Na contramão da política de encarceramento em massa, o Conselho Nacional de Justiça emitiu Recomendações que deveriam ser rapidamente cumpridas pelos Tribunais de Justiça dos estados, tendo como principal objetivo reduzir a disseminação intramuros e a letalidade da Covid-19. Uma das recomendações trata especificamente da libertação das pessoas que estão no grupo de risco, tais como idosos e hipertensos. Segundo dados da Fiocruz, existem aproximadamente 840 idosos nas prisões do RJ, 16% com 70 anos ou mais, além de cerca de 750 casos de tuberculose em tratamento, muitos com comprometimento pulmonar avançado, quadro que pode ser um agente de aceleração da Covid-19.

Ao invés de um processo de desencarceramento, como sugerido pelo CNJ, que possibilitaria o isolamento na quarentena, assistimos à manutenção de milhares de pessoas neste espaço de exclusão, isolamento e punição, sem qualquer plano eficiente de contingência para barrar a disseminação do coronavirus. Fica evidente que a prática de tortura e maus tratos segue se legalizando e se institucionalizando.

Uma das ações sugeridas recentemente pelo Ministério da Justiça ao Conselho Nacional de Políticas Criminal e Penitenciária foi a utilização de contêineres como resolução para abrigar presos doentes e idosos. O ministério alega que as instalações poderiam ser temporárias e com estrutura de hospitais de campanha. Esta medida nos remete a inúmeras experiências negativas pelo país, tais como a de adolescentes em contêineres no Espírito Santo, ou presos aglomerados nestes espaços no Pará.

Contêineres

A possibilidade de deslocamento de pessoas em privação de liberdade que estejam com sintomas da Covid-19 para espaços tais como contêineres ou celas modulares não permitirá que estes tenham acesso a ventilação adequada, água corrente acessível em tempo integral e a distância mínima recomendada. A pandemia já é uma realidade nas prisões, colocar estas pessoas em espaços reconhecidamente inapropriados é a certeza de que serão deixados para sucumbir a enfermidades sem as condições adequadas de tratamento. A não aprovação da orientação do Ministério da Justiça pelo Conselho Nacional de Políticas Criminal e Penitenciária é inegociável.

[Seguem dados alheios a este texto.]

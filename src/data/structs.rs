use serde::{Deserialize, Serialize};

use crate::data::{
    builder::SubjectBuilder, covariate::CovariateRecord, event::Compartment,
    parameters::ParameterSet, schedule::DosingSchedule,
};

/// Everything the engine needs to know about one simulated subject
///
/// Subjects are independent of each other: a population is simulated by handing each
/// [Subject] to the driver, possibly on different threads.
#[derive(Serialize, Deserialize, Debug, Clone, PartialEq)]
pub struct Subject {
    id: String,
    parameters: ParameterSet,
    #[serde(default)]
    covariates: CovariateRecord,
    #[serde(default)]
    schedule: DosingSchedule,
    #[serde(default)]
    initial_amounts: Vec<(Compartment, f64)>,
    #[serde(default)]
    draw: Option<f64>,
}

impl Subject {
    pub(crate) fn new(
        id: String,
        parameters: ParameterSet,
        covariates: CovariateRecord,
        schedule: DosingSchedule,
        initial_amounts: Vec<(Compartment, f64)>,
        draw: Option<f64>,
    ) -> Self {
        Subject {
            id,
            parameters,
            covariates,
            schedule,
            initial_amounts,
            draw,
        }
    }

    /// Start building a subject with the given identifier
    pub fn builder(id: impl Into<String>) -> SubjectBuilder {
        SubjectBuilder::new(id.into())
    }

    pub fn id(&self) -> &str {
        &self.id
    }

    pub fn parameters(&self) -> &ParameterSet {
        &self.parameters
    }

    pub fn covariates(&self) -> &CovariateRecord {
        &self.covariates
    }

    pub fn schedule(&self) -> &DosingSchedule {
        &self.schedule
    }

    /// Amounts present at the start of the simulation, in addition to scheduled doses
    pub fn initial_amounts(&self) -> &[(Compartment, f64)] {
        &self.initial_amounts
    }

    /// Uniform draw fixed by the caller, if any
    ///
    /// When absent the batch driver derives a reproducible draw from its seed.
    pub fn draw(&self) -> Option<f64> {
        self.draw
    }

    /// Replace the parameter set, keeping everything else
    pub fn with_parameters(&self, parameters: ParameterSet) -> Self {
        Subject {
            parameters,
            ..self.clone()
        }
    }
}

/// Read a population of subjects from a JSON array
pub fn subjects_from_json(json: &str) -> Result<Vec<Subject>, crate::SimulationError> {
    Ok(serde_json::from_str(json)?)
}

#[cfg(test)]
mod tests {
    use super::*;

    #[test]
    fn subjects_deserialize_with_defaults() {
        let json = r#"[{"id": "1", "parameters": {"CL": 1.0, "VC": 20.0}}]"#;
        let subjects = subjects_from_json(json).unwrap();
        assert_eq!(subjects.len(), 1);
        assert_eq!(subjects[0].id(), "1");
        assert!(subjects[0].schedule().is_empty());
        assert!(subjects[0].covariates().is_empty());
        assert_eq!(subjects[0].draw(), None);
    }
}
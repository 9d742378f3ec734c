use crate::data::*;

/// Fluent construction of a [Subject]
///
/// ```
/// use rttesim::prelude::*;
///
/// let subject = Subject::builder("1")
///     .parameters(ParameterSet::rtte_defaults())
///     .bolus(0.0, 100.0, Compartment::Depot(1))
///     .repeat(6, 24.0)
///     .category("ECOG", 1, &[1, 2])
///     .covariate("cAGE", 0.0)
///     .build();
/// assert_eq!(subject.schedule().len(), 7);
/// ```
pub struct SubjectBuilder {
    id: String,
    parameters: ParameterSet,
    covariates: CovariateRecord,
    schedule: DosingSchedule,
    initial_amounts: Vec<(Compartment, f64)>,
    draw: Option<f64>,
    last_added: Vec<DosingEvent>,
}

impl SubjectBuilder {
    pub(crate) fn new(id: String) -> Self {
        SubjectBuilder {
            id,
            parameters: ParameterSet::new(),
            covariates: CovariateRecord::new(),
            schedule: DosingSchedule::new(),
            initial_amounts: Vec::new(),
            draw: None,
            last_added: Vec::new(),
        }
    }

    pub fn parameters(mut self, parameters: ParameterSet) -> Self {
        self.parameters = parameters;
        self
    }

    pub fn parameter(mut self, name: &str, value: f64) -> Self {
        self.parameters.insert(name, value);
        self
    }

    pub fn covariate(mut self, name: &str, value: f64) -> Self {
        self.covariates.insert(name, value);
        self
    }

    /// Categorical covariate, see [CovariateRecord::with_category]
    pub fn category(mut self, name: &str, value: i64, levels: &[i64]) -> Self {
        self.covariates = self.covariates.with_category(name, value, levels);
        self
    }

    pub fn event(mut self, event: DosingEvent) -> Self {
        self.schedule.push(event.clone());
        self.last_added = vec![event];
        self
    }

    pub fn bolus(self, time: f64, amount: f64, target: Compartment) -> Self {
        self.event(DosingEvent::bolus(time, target, amount))
    }

    pub fn infusion(mut self, time: f64, amount: f64, target: Compartment, duration: f64) -> Self {
        let mut single = DosingSchedule::new();
        single.infusion(time, target, amount, duration);
        for event in single.events() {
            self.schedule.push(event.clone());
        }
        self.last_added = single.events().to_vec();
        self
    }

    /// Repeat the last dose `n` more times, every `delta` time units
    ///
    /// An infusion is repeated as a whole (start and stop). Without a previous dose this
    /// is a no-op.
    pub fn repeat(mut self, n: usize, delta: f64) -> Self {
        let template = std::mem::take(&mut self.last_added);
        for i in 1..=n {
            for event in &template {
                self.schedule.push(event.shifted(delta * i as f64));
            }
        }
        self.last_added = template;
        self
    }

    pub fn initial_amount(mut self, target: Compartment, amount: f64) -> Self {
        self.initial_amounts.push((target, amount));
        self
    }

    /// Fix the uniform draw used for the event time of this subject
    pub fn draw(mut self, u: f64) -> Self {
        self.draw = Some(u);
        self
    }

    pub fn build(self) -> Subject {
        Subject::new(
            self.id,
            self.parameters,
            self.covariates,
            self.schedule,
            self.initial_amounts,
            self.draw,
        )
    }
}

#[cfg(test)]
mod tests {
    use super::*;

    #[test]
    fn repeat_copies_the_last_dose() {
        let subject = Subject::builder("1")
            .bolus(0.0, 100.0, Compartment::Depot(1))
            .repeat(2, 12.0)
            .build();
        assert_eq!(subject.schedule().times(), vec![0.0, 12.0, 24.0]);
    }

    #[test]
    fn repeat_copies_whole_infusions() {
        let subject = Subject::builder("1")
            .infusion(0.0, 60.0, Compartment::Central, 2.0)
            .repeat(1, 24.0)
            .build();
        assert_eq!(subject.schedule().times(), vec![0.0, 2.0, 24.0, 26.0]);
        assert_eq!(subject.schedule().total_amount(Compartment::Central), 120.0);
    }

    #[test]
    fn builder_collects_everything() {
        let subject = Subject::builder("abc")
            .parameter("CL", 1.0)
            .covariate("cAGE", -0.3)
            .initial_amount(Compartment::Central, 5.0)
            .draw(0.25)
            .build();
        assert_eq!(subject.id(), "abc");
        assert_eq!(subject.parameters().get("CL"), Some(1.0));
        assert_eq!(subject.covariates().get("cAGE"), Some(-0.3));
        assert_eq!(subject.initial_amounts(), &[(Compartment::Central, 5.0)]);
        assert_eq!(subject.draw(), Some(0.25));
    }
}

Recentemente, em Manaus foi noticiada uma rebelião na Unidade Prisional Puraquequara. As autoridades informaram que sete agentes prisionais ficaram reféns, ninguém foi ferido gravemente. As famílias afirmaram que se tratava de reivindicações por água e atendimento médico, direitos garantidos, mesmo para quem está privado de liberdade. Em meio à pandemia, os presos “rebelados” não tinham sequer acesso à água.

Uma confirmação escancarada de que o racismo estrutural baseia-se, atualmente, em uma política de morte e encarceramento: a despeito de toda legislação nacional e internacional sobre prevenção à tortura, ainda é possível, com conveniência e anuência da justiça, matar ou deixar morrer.

Silenciosamente a zona do “não ser” se confirma, cotidianamente, na realidade do sistema prisional. As pessoas em privação de liberdade já estão em cumprimento de pena, de acordo com a legislação penal brasileira. Não pode ser a elas imposta a pena de morte.

Renata Souza é deputada estadual no Rio de Janeiro e presidenta da Comissão de Defesa dos Direitos Humanos e Cidadania da Alerj. Renata Lira é advogada e coordenadora da Comissão de Defesa dos Direitos Humanos e Cidadania da Alerj.